Historically, "scaling" in foundation models primarily implied increasing compute for pre-training to enhance capabilities. Empirical research, such as Kaplan et al. (2020), supported this by demonstrating predictable power-law trends in loss as model parameters, dataset size, and training compute scaled. This understanding justified ongoing investments in significant accelerator capacity and the associated distributed infrastructure for efficient utilization.
However, the frontier has evolved, and scaling is no longer a singular focus. NVIDIA's "from one to three scaling laws" framework highlights that, beyond pre-training, performance increasingly scales through post-training methods (e.g., supervised fine-tuning (SFT) and reinforcement learning (RL)-based approaches) and through test-time compute strategies ("long thinking," search/verification, multi-sample strategies).
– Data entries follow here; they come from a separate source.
//! # Message Bus
//!
//! The façade applications hold. One bus owns one broker connection and channel, its
//! handler registry, its in-flight table and its outcome channel; nothing is
//! process-global, so several buses can coexist in one process.
//!
//! ## Lifecycle
//!
//! ```text
//! connect / with_broker ──▶ start ──▶ (consume, dispatch, resolve) ──▶ disconnect
//!                            │
//!                            ├── provision topology
//!                            ├── bind every registered topic
//!                            ├── spawn inbound dispatcher (consume loop)
//!                            └── spawn outcome resolver
//! ```

use std::sync::Arc;

use parking_lot::Mutex;
use tokio::sync::{broadcast, mpsc};
use tokio::task::JoinHandle;
use tracing::{debug, info, warn};
use uuid::Uuid;

use crate::broker::{BrokerProvider, DeliveryStream, RabbitMqBroker};
use crate::config::BusConfig;
use crate::dispatch::{DispatchStatsSnapshot, HandlerRegistry, InFlightTable, InboundDispatcher};
use crate::error::{BusError, BusResult};
use crate::messaging::{OutboundMessage, OutcomeSender, OutcomeSignal};
use crate::publisher::OutboundPublisher;
use crate::resolver::{OutcomeResolver, Resolution, RetryPolicy};
use crate::topology::{TopologyDescriptor, TopologyProvisioner};

#[derive(Debug)]
pub struct MessageBus {
    config: BusConfig,
    topology: TopologyDescriptor,
    broker: Arc<BrokerProvider>,
    registry: Arc<HandlerRegistry>,
    in_flight: InFlightTable,
    publisher: OutboundPublisher,
    outcomes: OutcomeSender,
    pending_signals: Mutex<Option<mpsc::UnboundedReceiver<OutcomeSignal>>>,
    dispatcher: InboundDispatcher,
    resolver: OutcomeResolver,
    consumer_tag: String,
    tasks: Mutex<Vec<JoinHandle<()>>>,
}

impl MessageBus {
    /// Connect to RabbitMQ as configured
    pub async fn connect(config: BusConfig, registry: HandlerRegistry) -> BusResult<Self> {
        config.validate()?;
        let broker = RabbitMqBroker::connect(&config).await?;
        Ok(Self::with_broker(config, registry, broker))
    }

    /// Build a bus over an already-connected broker
    pub fn with_broker(
        config: BusConfig,
        registry: HandlerRegistry,
        broker: impl Into<BrokerProvider>,
    ) -> Self {
        let broker = Arc::new(broker.into());
        let registry = Arc::new(registry);
        let topology = config.topology();
        let in_flight = InFlightTable::new();
        let (outcomes, signals) = OutcomeSender::channel();

        let publisher = OutboundPublisher::new(
            Arc::clone(&broker),
            config.app_name.clone(),
            topology.main_bus_exchange.clone(),
        );
        let dispatcher = InboundDispatcher::new(
            Arc::clone(&broker),
            Arc::clone(&registry),
            in_flight.clone(),
            outcomes.clone(),
            config.app_name.clone(),
            topology.primary_queue.clone(),
        );
        let resolver = OutcomeResolver::new(
            Arc::clone(&broker),
            in_flight.clone(),
            publisher.clone(),
            RetryPolicy::new(config.max_retries),
        );
        let consumer_tag = format!("{}.{}.{}", config.app_name, config.service_name, Uuid::new_v4());

        Self {
            config,
            topology,
            broker,
            registry,
            in_flight,
            publisher,
            outcomes,
            pending_signals: Mutex::new(Some(signals)),
            dispatcher,
            resolver,
            consumer_tag,
            tasks: Mutex::new(Vec::new()),
        }
    }

    /// Provision, bind registered topics and begin consuming
    pub async fn start(&self) -> BusResult<()> {
        let Some(signals) = self.pending_signals.lock().take() else {
            return Err(BusError::configuration("bus already started"));
        };

        let deliveries = match self.open_consumer().await {
            Ok(deliveries) => deliveries,
            Err(e) => {
                // Keep the bus startable
                *self.pending_signals.lock() = Some(signals);
                return Err(e);
            }
        };

        let resolver = tokio::spawn(self.resolver.clone().run(signals));
        let dispatcher = tokio::spawn(self.dispatcher.clone().run(deliveries));
        self.tasks.lock().extend([resolver, dispatcher]);

        info!(
            app_name = %self.config.app_name,
            service_name = %self.config.service_name,
            queue = %self.topology.primary_queue,
            consumer_tag = %self.consumer_tag,
            topics = ?self.registry.topics(),
            provider = self.broker.provider_name(),
            "Message bus started"
        );
        Ok(())
    }

    async fn open_consumer(&self) -> BusResult<DeliveryStream> {
        self.provision().await?;
        for topic in self.registry.topics() {
            self.subscribe(&topic).await?;
        }
        self.broker
            .consume(&self.topology.primary_queue, &self.consumer_tag)
            .await
    }

    /// Declare this service's exchanges, queues and bindings
    pub async fn provision(&self) -> BusResult<()> {
        TopologyProvisioner::provision(&self.broker, &self.topology).await
    }

    pub async fn publish(
        &self,
        message: &OutboundMessage,
        alternative_exchange: Option<&str>,
    ) -> BusResult<()> {
        self.publisher.publish(message, alternative_exchange).await
    }

    /// Route `topic` from the service exchange into the primary queue
    pub async fn subscribe(&self, topic: &str) -> BusResult<()> {
        self.broker
            .bind_queue(&self.topology.primary_queue, &self.topology.service_exchange, topic)
            .await?;
        debug!(
            topic = %topic,
            queue = %self.topology.primary_queue,
            exchange = %self.topology.service_exchange,
            "Topic subscribed"
        );
        Ok(())
    }

    /// Subscribe each topic in order; `None` or an empty slice does nothing
    pub async fn subscribe_all(&self, topics: Option<&[&str]>) -> BusResult<()> {
        for topic in topics.unwrap_or_default() {
            self.subscribe(topic).await?;
        }
        Ok(())
    }

    /// Sender for reporting processing outcomes
    pub fn outcomes(&self) -> OutcomeSender {
        self.outcomes.clone()
    }

    /// Resolutions made by the running resolver
    pub fn resolutions(&self) -> broadcast::Receiver<Resolution> {
        self.resolver.subscribe()
    }

    pub fn in_flight_count(&self) -> usize {
        self.in_flight.len()
    }

    pub fn dispatch_stats(&self) -> DispatchStatsSnapshot {
        self.dispatcher.stats()
    }

    pub fn topology(&self) -> &TopologyDescriptor {
        &self.topology
    }

    pub fn config(&self) -> &BusConfig {
        &self.config
    }

    pub fn broker(&self) -> &Arc<BrokerProvider> {
        &self.broker
    }

    pub fn is_connected(&self) -> bool {
        self.broker.is_connected()
    }

    /// Stop the loops, then close the channel and the connection
    ///
    /// A channel or connection that is already closed is not an error. Deliveries still in
    /// flight are returned to the queue by the broker.
    pub async fn disconnect(&self) -> BusResult<()> {
        for task in self.tasks.lock().drain(..) {
            task.abort();
        }

        let in_flight = self.in_flight.len();
        if in_flight > 0 {
            warn!(
                in_flight = in_flight,
                "Disconnecting with unresolved deliveries; the broker will redeliver them"
            );
        }

        if self.broker.is_channel_open() {
            if let Err(e) = self.broker.close_channel().await {
                if self.broker.is_channel_open() {
                    return Err(e);
                }
                debug!(error = %e, "Channel closed concurrently");
            }
        } else {
            debug!("Channel already closed");
        }

        if self.broker.is_connected() {
            if let Err(e) = self.broker.close_connection().await {
                if self.broker.is_connected() {
                    return Err(e);
                }
                debug!(error = %e, "Connection closed concurrently");
            }
        } else {
            debug!("Connection already closed");
        }

        info!(
            service_name = %self.config.service_name,
            stats = ?self.dispatcher.stats(),
            "Message bus disconnected"
        );
        Ok(())
    }
}

impl Drop for MessageBus {
    fn drop(&mut self) {
        for task in self.tasks.get_mut().drain(..) {
            task.abort();
        }
    }
}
Collectively, these scaling regimes drive the foundation model lifecycle—pre-training, post-training, and inference—towards convergent infrastructure demands: tightly coupled accelerator compute, high-bandwidth, low-latency networking, and a distributed storage backend. They also underscore the critical role of orchestration for resource management and the necessity of application- and hardware-level observability for maintaining cluster health and diagnosing performance pathologies at scale.
A significant trend is the growing reliance of the foundation model lifecycle on an open-source software (OSS) ecosystem, encompassing model development frameworks, cluster resource management, and operational tooling. For cluster-level resource management, systems like Slurm and Kubernetes are typical. Model development and distributed training commonly utilize frameworks such as PyTorch and JAX. Observability, including monitoring and visualization, is often handled by Prometheus for metrics collection and Grafana for visualization and alerting, operating as a layer atop infrastructure and resource management.
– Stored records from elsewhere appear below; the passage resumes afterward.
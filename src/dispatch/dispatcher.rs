//! # Inbound Dispatcher
//!
//! Consumes the primary queue and decides, per delivery:
//!
//! 1. `app_id` is not this application → acknowledge and discard
//! 2. `message_id` present → track in the in-flight table and hand the message to every
//!    matching handler (spawned, never awaited)
//! 3. otherwise → acknowledge and discard, since no outcome could ever resolve it
//!
//! Tracked deliveries stay unacknowledged until the outcome resolver receives a signal
//! for their identifier.

use std::sync::atomic::{AtomicU64, Ordering};
use std::sync::Arc;

use futures::StreamExt;
use serde::Serialize;
use tracing::{debug, info, warn};

use crate::broker::{BrokerProvider, DeliveryStream, RawDelivery};
use crate::dispatch::in_flight::{InFlightDelivery, InFlightTable};
use crate::dispatch::registry::HandlerRegistry;
use crate::error::{BusError, BusResult, UnroutableReason};
use crate::logging::{log_delivery_operation, log_error};
use crate::messaging::{ApplicationMessage, OutcomeSender};
use crate::resolver::retry::death_count;
use crate::resolver::DeliveryState;

#[derive(Debug, Default)]
struct DispatchStats {
    received: AtomicU64,
    dispatched: AtomicU64,
    foreign: AtomicU64,
    untracked: AtomicU64,
    unhandled: AtomicU64,
    displaced: AtomicU64,
}

/// Point-in-time copy of dispatcher counters
#[derive(Debug, Clone, Copy, Default, PartialEq, Eq, Serialize)]
pub struct DispatchStatsSnapshot {
    pub received: u64,
    /// Tracked and handed to at least one handler
    pub dispatched: u64,
    pub foreign: u64,
    pub untracked: u64,
    /// Tracked but no local handler matched
    pub unhandled: u64,
    /// Replaced by a newer delivery with the same identifier
    pub displaced: u64,
}

#[derive(Debug, Clone, PartialEq, Eq)]
pub enum DispatchOutcome {
    Tracked { delivery_id: String, handlers: usize },
    Discarded { reason: UnroutableReason },
}

#[derive(Debug, Clone)]
pub struct InboundDispatcher {
    broker: Arc<BrokerProvider>,
    registry: Arc<HandlerRegistry>,
    in_flight: InFlightTable,
    outcomes: OutcomeSender,
    app_name: String,
    primary_queue: String,
    stats: Arc<DispatchStats>,
}

impl InboundDispatcher {
    pub fn new(
        broker: Arc<BrokerProvider>,
        registry: Arc<HandlerRegistry>,
        in_flight: InFlightTable,
        outcomes: OutcomeSender,
        app_name: impl Into<String>,
        primary_queue: impl Into<String>,
    ) -> Self {
        Self {
            broker,
            registry,
            in_flight,
            outcomes,
            app_name: app_name.into(),
            primary_queue: primary_queue.into(),
            stats: Arc::new(DispatchStats::default()),
        }
    }

    pub fn stats(&self) -> DispatchStatsSnapshot {
        DispatchStatsSnapshot {
            received: self.stats.received.load(Ordering::Relaxed),
            dispatched: self.stats.dispatched.load(Ordering::Relaxed),
            foreign: self.stats.foreign.load(Ordering::Relaxed),
            untracked: self.stats.untracked.load(Ordering::Relaxed),
            unhandled: self.stats.unhandled.load(Ordering::Relaxed),
            displaced: self.stats.displaced.load(Ordering::Relaxed),
        }
    }

    pub async fn handle_delivery(&self, raw: RawDelivery) -> BusResult<DispatchOutcome> {
        self.stats.received.fetch_add(1, Ordering::Relaxed);

        if raw.properties.app_id.as_deref() != Some(self.app_name.as_str()) {
            self.stats.foreign.fetch_add(1, Ordering::Relaxed);
            return self
                .discard(raw, UnroutableReason::ForeignApplication)
                .await;
        }

        let delivery_id = match raw.properties.message_id.as_deref() {
            Some(id) if !id.is_empty() => id.to_string(),
            _ => {
                self.stats.untracked.fetch_add(1, Ordering::Relaxed);
                return self.discard(raw, UnroutableReason::MissingIdentifier).await;
            }
        };

        let retry_count = death_count(&raw.properties, &self.primary_queue);
        let message = ApplicationMessage::from_delivery(&delivery_id, &raw);

        if let Some(displaced) = self.in_flight.track(InFlightDelivery {
            delivery_id: delivery_id.clone(),
            raw,
            retry_count,
        }) {
            self.stats.displaced.fetch_add(1, Ordering::Relaxed);
            warn!(
                delivery_id = %delivery_id,
                displaced_tag = displaced.delivery_tag(),
                "Identifier already in flight; acknowledging the older delivery"
            );
            if let Err(e) = self.broker.ack(displaced.delivery_tag()).await {
                log_error(
                    "inbound_dispatcher",
                    "ack_displaced",
                    &e.to_string(),
                    Some(&delivery_id),
                );
            }
        }

        let handlers = self.registry.matching(&message.topic);
        if handlers.is_empty() {
            self.stats.unhandled.fetch_add(1, Ordering::Relaxed);
            warn!(
                delivery_id = %delivery_id,
                topic = %message.topic,
                "No local handler for topic; delivery stays in flight"
            );
        } else {
            self.stats.dispatched.fetch_add(1, Ordering::Relaxed);
        }

        for handler in &handlers {
            tokio::spawn(handler(message.clone(), self.outcomes.clone()));
        }

        debug!(
            delivery_id = %delivery_id,
            topic = %message.topic,
            retry_count = retry_count,
            handlers = handlers.len(),
            "Delivery dispatched"
        );

        Ok(DispatchOutcome::Tracked {
            delivery_id,
            handlers: handlers.len(),
        })
    }

    async fn discard(
        &self,
        raw: RawDelivery,
        reason: UnroutableReason,
    ) -> BusResult<DispatchOutcome> {
        let error = BusError::unroutable(raw.delivery_tag, reason);
        debug!(
            error = %error,
            app_id = ?raw.properties.app_id,
            topic = %raw.routing_key,
            "Discarding delivery"
        );

        self.broker.ack(raw.delivery_tag).await?;
        log_delivery_operation(
            "discard",
            raw.properties.message_id.as_deref(),
            Some(&raw.routing_key),
            None,
            &DeliveryState::Acked.to_string(),
            Some(&reason.to_string()),
        );
        Ok(DispatchOutcome::Discarded { reason })
    }

    /// Consume until the stream ends or fails
    pub async fn run(self, mut deliveries: DeliveryStream) {
        info!(queue = %self.primary_queue, "Inbound dispatcher started");

        while let Some(next) = deliveries.next().await {
            match next {
                Ok(raw) => {
                    if let Err(e) = self.handle_delivery(raw).await {
                        log_error("inbound_dispatcher", "handle_delivery", &e.to_string(), None);
                        if e.is_fatal() {
                            break;
                        }
                    }
                }
                Err(e) => {
                    log_error(
                        "inbound_dispatcher",
                        "consume",
                        &e.to_string(),
                        Some(&self.primary_queue),
                    );
                    break;
                }
            }
        }

        info!(
            queue = %self.primary_queue,
            stats = ?self.stats(),
            "Inbound dispatcher stopped"
        );
    }
}

#[cfg(test)]
mod tests {
    use super::*;
    use crate::broker::{InMemoryBroker, MessageBroker, MessageProperties, QueueOptions};
    use tokio::sync::mpsc;

    async fn setup(
        registry: HandlerRegistry,
    ) -> (InMemoryBroker, InboundDispatcher, InFlightTable) {
        let memory = InMemoryBroker::new();
        let broker = Arc::new(BrokerProvider::from(memory.clone()));
        broker
            .assert_queue("orders_queue", &QueueOptions::durable())
            .await
            .unwrap();
        let in_flight = InFlightTable::new();
        let (outcomes, _rx) = OutcomeSender::channel();
        let dispatcher = InboundDispatcher::new(
            broker,
            Arc::new(registry),
            in_flight.clone(),
            outcomes,
            "shop",
            "orders_queue",
        );
        (memory, dispatcher, in_flight)
    }

    /// Put a message in the queue and take its delivery so the tag is live
    async fn deliver(memory: &InMemoryBroker, properties: MessageProperties) -> RawDelivery {
        memory
            .publish("", "orders_queue", b"{}", properties)
            .await
            .unwrap();
        let mut stream = memory.consume("orders_queue", "test").await.unwrap();
        let mut delivery = stream.next().await.unwrap().unwrap();
        // Default-exchange routing used the queue name; present it under a topic
        delivery.routing_key = "order.created".into();
        delivery
    }

    fn props(app_id: Option<&str>, message_id: Option<&str>) -> MessageProperties {
        MessageProperties {
            app_id: app_id.map(str::to_string),
            message_id: message_id.map(str::to_string),
            ..Default::default()
        }
    }

    #[tokio::test]
    async fn test_foreign_application_is_acked() {
        let (memory, dispatcher, in_flight) = setup(HandlerRegistry::new()).await;
        let raw = deliver(&memory, props(Some("other"), Some("m1"))).await;
        let tag = raw.delivery_tag;

        let outcome = dispatcher.handle_delivery(raw).await.unwrap();
        assert_eq!(
            outcome,
            DispatchOutcome::Discarded {
                reason: UnroutableReason::ForeignApplication
            }
        );
        assert!(in_flight.is_empty());
        assert_eq!(memory.acked_tags(), vec![tag]);
        assert_eq!(dispatcher.stats().foreign, 1);
    }

    #[tokio::test]
    async fn test_missing_identifier_is_acked() {
        let (memory, dispatcher, in_flight) = setup(HandlerRegistry::new()).await;
        let raw = deliver(&memory, props(Some("shop"), None)).await;

        let outcome = dispatcher.handle_delivery(raw).await.unwrap();
        assert_eq!(
            outcome,
            DispatchOutcome::Discarded {
                reason: UnroutableReason::MissingIdentifier
            }
        );
        assert!(in_flight.is_empty());
        assert_eq!(memory.unacked_count(), 0);
        assert_eq!(dispatcher.stats().untracked, 1);
    }

    #[tokio::test]
    async fn test_tracked_delivery_reaches_handler() {
        let (tx, mut rx) = mpsc::unbounded_channel();
        let mut registry = HandlerRegistry::new();
        registry
            .on("order.*", move |message, _| {
                let tx = tx.clone();
                async move {
                    let _ = tx.send(message);
                }
            })
            .unwrap();

        let (memory, dispatcher, in_flight) = setup(registry).await;
        let raw = deliver(&memory, props(Some("shop"), Some("m1"))).await;

        let outcome = dispatcher.handle_delivery(raw).await.unwrap();
        assert_eq!(
            outcome,
            DispatchOutcome::Tracked {
                delivery_id: "m1".into(),
                handlers: 1
            }
        );
        assert!(in_flight.contains("m1"));
        assert_eq!(memory.unacked_count(), 1);

        let received = rx.recv().await.unwrap();
        assert_eq!(received.id, "m1");
        assert_eq!(received.topic, "order.created");
    }

    #[tokio::test]
    async fn test_unhandled_topic_still_tracked() {
        let (memory, dispatcher, in_flight) = setup(HandlerRegistry::new()).await;
        let raw = deliver(&memory, props(Some("shop"), Some("m1"))).await;

        dispatcher.handle_delivery(raw).await.unwrap();
        assert!(in_flight.contains("m1"));
        assert_eq!(dispatcher.stats().unhandled, 1);
        assert!(memory.acked_tags().is_empty());
    }
}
This article targets machine learning engineers and researchers engaged in foundation model training and inference, with a focus on workflows built upon OSS frameworks. It examines how AWS infrastructure—comprising multi-node accelerator compute, high-bandwidth, low-latency networking, distributed shared storage, and associated managed services—interacts with prevalent OSS stacks throughout the foundation model lifecycle. The primary objective is to lay a technical foundation for comprehending system bottlenecks and scaling challenges.